§ Exercise details
Retype verbatim the lines of the listing, from the very first through the line with "pub struct KeywordModeration".

[Start of Attachment]

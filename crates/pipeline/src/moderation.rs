//! Output moderation.
//!
//! Chunk-level moderation sees the answer as it streams and may decide,
//! at any point, that the whole visible answer must be replaced. Because
//! a keyword can straddle chunk boundaries, the keyword filter holds
//! back a short tail of unreleased text; held text still reaches the
//! final answer through the pipeline's own accumulation.

use skein_domain::config::ModerationConfig;

/// What to do with one outgoing chunk.
pub enum ChunkVerdict {
    /// Safe to forward this much text.
    Release(String),
    /// Nothing releasable yet.
    Buffering,
    /// The visible answer must be replaced and the run stopped.
    Flagged { replacement: String },
}

pub trait OutputModeration: Send {
    fn feed_chunk(&mut self, text: &str) -> ChunkVerdict;

    /// Final check over the complete answer. `Some` is the replacement.
    fn check_final(&mut self, answer: &str) -> Option<String>;
}

/// Moderation that forwards everything untouched.
pub struct NoopModeration;

impl OutputModeration for NoopModeration {
    fn feed_chunk(&mut self, text: &str) -> ChunkVerdict {
        ChunkVerdict::Release(text.to_owned())
    }

    fn check_final(&mut self, _answer: &str) -> Option<String> {
        None
    }
}

/// Case-insensitive keyword matching with replace-on-hit.
pub struct KeywordModeration {
    keywords: Vec<String>,
    replacement: String,
    buffer: String,
    /// Chars withheld so a keyword split across chunks is still seen.
    hold_chars: usize,
    flagged: bool,
}

impl KeywordModeration {
    pub fn new(keywords: &[String], replacement: impl Into<String>) -> Self {
        let keywords: Vec<String> = keywords
            .iter()
            .map(|k| k.to_lowercase())
            .filter(|k| !k.is_empty())
            .collect();
        let hold_chars = keywords
            .iter()
            .map(|k| k.chars().count())
            .max()
            .unwrap_or(1)
            .saturating_sub(1);
        Self {
            keywords,
            replacement: replacement.into(),
            buffer: String::new(),
            hold_chars,
            flagged: false,
        }
    }

    fn hit(&self, text: &str) -> bool {
        let lower = text.to_lowercase();
        self.keywords.iter().any(|k| lower.contains(k))
    }
}

impl OutputModeration for KeywordModeration {
    fn feed_chunk(&mut self, text: &str) -> ChunkVerdict {
        if self.flagged {
            return ChunkVerdict::Buffering;
        }
        self.buffer.push_str(text);
        if self.hit(&self.buffer) {
            self.flagged = true;
            return ChunkVerdict::Flagged {
                replacement: self.replacement.clone(),
            };
        }

        let total = self.buffer.chars().count();
        if total <= self.hold_chars {
            return ChunkVerdict::Buffering;
        }
        let release = total - self.hold_chars;
        let cut = self
            .buffer
            .char_indices()
            .nth(release)
            .map(|(i, _)| i)
            .unwrap_or(self.buffer.len());
        let released: String = self.buffer.drain(..cut).collect();
        ChunkVerdict::Release(released)
    }

    fn check_final(&mut self, answer: &str) -> Option<String> {
        self.hit(answer).then(|| self.replacement.clone())
    }
}

/// Build the moderation stage an app's config asks for.
pub fn from_config(config: &ModerationConfig) -> Box<dyn OutputModeration> {
    if config.enabled && !config.keywords.is_empty() {
        Box::new(KeywordModeration::new(
            &config.keywords,
            config.replacement.clone(),
        ))
    } else {
        Box::new(NoopModeration)
    }
}
use skein_domain::stream::{BoxStream, LlmResult, LlmStreamEvent};
use skein_domain::tool::ToolDefinition;
use skein_domain::PromptMessage;

use crate::error::InvokeError;

// ━━━━━━━━━━━━━━━━━━━━━━━━━━━━━━━━━━━━━━━━━━━━━━━━━━━━━━━━━━━━━━━━━━
// Request types
// ━━━━━━━━━━━━━━━━━━━━━━━━━━━━━━━━━━━━━━━━━━━━━━━━━━━━━━━━━━━━━━━━━━

/// A backend-agnostic chat completion request.
#[derive(Debug, Clone, Default)]
pub struct ChatRequest {
    /// The conversation messages to send.
    pub messages: Vec<PromptMessage>,
    /// Tool definitions the model may invoke. Empty = no tools offered.
    pub tools: Vec<ToolDefinition>,
    /// Stop sequences.
    pub stop: Vec<String>,
    /// Sampling temperature. `None` lets the backend choose.
    pub temperature: Option<f32>,
    /// Maximum tokens in the response. `None` lets the backend choose.
    pub max_tokens: Option<u32>,
    /// End-user identifier forwarded for abuse attribution.
    pub user: Option<String>,
}

/// One reranked document: its index in the input list plus a relevance
/// score, ordered best-first.
#[derive(Debug, Clone)]
pub struct RerankedDocument {
    pub index: usize,
    pub score: f32,
}

// ━━━━━━━━━━━━━━━━━━━━━━━━━━━━━━━━━━━━━━━━━━━━━━━━━━━━━━━━━━━━━━━━━━
// Core backend trait
// ━━━━━━━━━━━━━━━━━━━━━━━━━━━━━━━━━━━━━━━━━━━━━━━━━━━━━━━━━━━━━━━━━━

/// Trait every concrete model adapter implements. One instance is bound
/// to exactly one credential set; rotation happens a level up in
/// [`crate::ModelInstance`].
#[async_trait::async_trait]
pub trait LlmBackend: Send + Sync {
    /// Send a chat completion request and wait for the full response.
    async fn chat(&self, req: ChatRequest) -> Result<LlmResult, InvokeError>;

    /// Send a chat completion request and return a stream of events.
    async fn chat_stream(
        &self,
        req: ChatRequest,
    ) -> Result<BoxStream<'static, Result<LlmStreamEvent, InvokeError>>, InvokeError>;

    /// Generate one embedding vector per input text.
    async fn embeddings(&self, input: Vec<String>) -> Result<Vec<Vec<f32>>, InvokeError>;

    /// Rerank documents against a query, best-first.
    async fn rerank(
        &self,
        query: String,
        documents: Vec<String>,
        top_n: Option<usize>,
    ) -> Result<Vec<RerankedDocument>, InvokeError>;

    /// A unique identifier for this backend instance (credential-set name).
    fn backend_id(&self) -> &str;
}
//! Dataset retriever tool.
//!
//! Retrieval-augmented apps expose their knowledge bases to the agent
//! as one more tool, indistinguishable in shape from any other. The
//! actual ranking lives behind [`DatasetRetrieval`]; citations flow out
//! through [`RetrievalCallback`] so the queue layer can publish them.

use std::sync::Arc;

use serde_json::Value;

use skein_domain::retrieval::RetrieverResource;
use skein_domain::tool::{InvokeFrom, ToolIdentity, ToolInvokeMessage, ToolParameter, ToolParameterType};

use crate::error::ToolError;
use crate::tool::{Tool, ToolExec, ToolRuntime, ToolSpec};

/// One ranked text segment from a retrieval call.
#[derive(Debug, Clone)]
pub struct RetrievedSegment {
    pub content: String,
    pub score: f32,
    pub dataset_id: String,
    pub dataset_name: String,
    pub document_id: String,
    pub document_name: String,
    pub segment_id: Option<String>,
}

/// The retrieval backend: query in, ranked segments out.
#[async_trait::async_trait]
pub trait DatasetRetrieval: Send + Sync {
    async fn retrieve(
        &self,
        query: &str,
        dataset_ids: &[String],
        top_k: usize,
        score_threshold: Option<f32>,
    ) -> Result<Vec<RetrievedSegment>, skein_domain::Error>;
}

/// Receives source citations for segments shown to the model.
#[async_trait::async_trait]
pub trait RetrievalCallback: Send + Sync {
    async fn on_retrieved(&self, resources: Vec<RetrieverResource>);
}

/// Retrieval knobs for one app.
#[derive(Debug, Clone)]
pub struct RetrievalSettings {
    pub dataset_ids: Vec<String>,
    pub top_k: usize,
    pub score_threshold: Option<f32>,
}

struct DatasetRetrieverExec {
    settings: RetrievalSettings,
    retrieval: Arc<dyn DatasetRetrieval>,
    callback: Option<Arc<dyn RetrievalCallback>>,
}

#[async_trait::async_trait]
impl ToolExec for DatasetRetrieverExec {
    async fn invoke(
        &self,
        _runtime: &ToolRuntime,
        parameters: Value,
        _user_id: &str,
    ) -> Result<Vec<ToolInvokeMessage>, ToolError> {
        let query = parameters
            .get("query")
            .and_then(|v| v.as_str())
            .ok_or_else(|| ToolError::ParameterValidation("query is required".into()))?;

        let segments = self
            .retrieval
            .retrieve(
                query,
                &self.settings.dataset_ids,
                self.settings.top_k,
                self.settings.score_threshold,
            )
            .await
            .map_err(|e| ToolError::Invoke(e.to_string()))?;

        if segments.is_empty() {
            return Ok(vec![ToolInvokeMessage::text(
                "no documents were found in the datasets",
            )]);
        }

        if let Some(callback) = &self.callback {
            let resources: Vec<RetrieverResource> = segments
                .iter()
                .enumerate()
                .map(|(i, seg)| RetrieverResource {
                    position: (i + 1) as u32,
                    dataset_id: seg.dataset_id.clone(),
                    dataset_name: seg.dataset_name.clone(),
                    document_id: seg.document_id.clone(),
                    document_name: seg.document_name.clone(),
                    segment_id: seg.segment_id.clone(),
                    score: seg.score,
                    content: seg.content.clone(),
                })
                .collect();
            callback.on_retrieved(resources).await;
        }

        let text = segments
            .iter()
            .map(|seg| seg.content.as_str())
            .collect::<Vec<_>>()
            .join("\n");
        Ok(vec![ToolInvokeMessage::text(text)])
    }
}

/// Build the retriever tool for an app's datasets.
pub fn dataset_retriever_tool(
    tenant_id: &str,
    invoke_from: InvokeFrom,
    settings: RetrievalSettings,
    retrieval: Arc<dyn DatasetRetrieval>,
    callback: Option<Arc<dyn RetrievalCallback>>,
) -> Tool {
    let spec = ToolSpec {
        identity: ToolIdentity {
            name: "dataset_retriever".into(),
            label: "Knowledge Retrieval".into(),
            provider: "dataset".into(),
            icon: None,
        },
        description: "A tool for querying the app's knowledge bases. \
                      Use it when the question may be answered by stored documents."
            .into(),
        parameters: vec![ToolParameter::new("query", ToolParameterType::String)
            .required()
            .help("the question to search the knowledge bases with")],
    };
    Tool::new(
        spec,
        ToolRuntime::new(tenant_id, invoke_from),
        Arc::new(DatasetRetrieverExec {
            settings,
            retrieval,
            callback,
        }),
    )
}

[End of Attachment]

§ Exercise answer
filename crates/pipeline/src/moderation.rs
//! Output moderation.
//!
//! Chunk-level moderation sees the answer as it streams and may decide,
//! at any point, that the whole visible answer must be replaced. Because
//! a keyword can straddle chunk boundaries, the keyword filter holds
//! back a short tail of unreleased text; held text still reaches the
//! final answer through the pipeline's own accumulation.

use skein_domain::config::ModerationConfig;

/// What to do with one outgoing chunk.
pub enum ChunkVerdict {
    /// Safe to forward this much text.
    Release(String),
    /// Nothing releasable yet.
    Buffering,
    /// The visible answer must be replaced and the run stopped.
    Flagged { replacement: String },
}

pub trait OutputModeration: Send {
    fn feed_chunk(&mut self, text: &str) -> ChunkVerdict;

    /// Final check over the complete answer. `Some` is the replacement.
    fn check_final(&mut self, answer: &str) -> Option<String>;
}

/// Moderation that forwards everything untouched.
pub struct NoopModeration;

impl OutputModeration for NoopModeration {
    fn feed_chunk(&mut self, text: &str) -> ChunkVerdict {
        ChunkVerdict::Release(text.to_owned())
    }

    fn check_final(&mut self, _answer: &str) -> Option<String> {
        None
    }
}

/// Case-insensitive keyword matching with replace-on-hit.
pub struct KeywordModeration {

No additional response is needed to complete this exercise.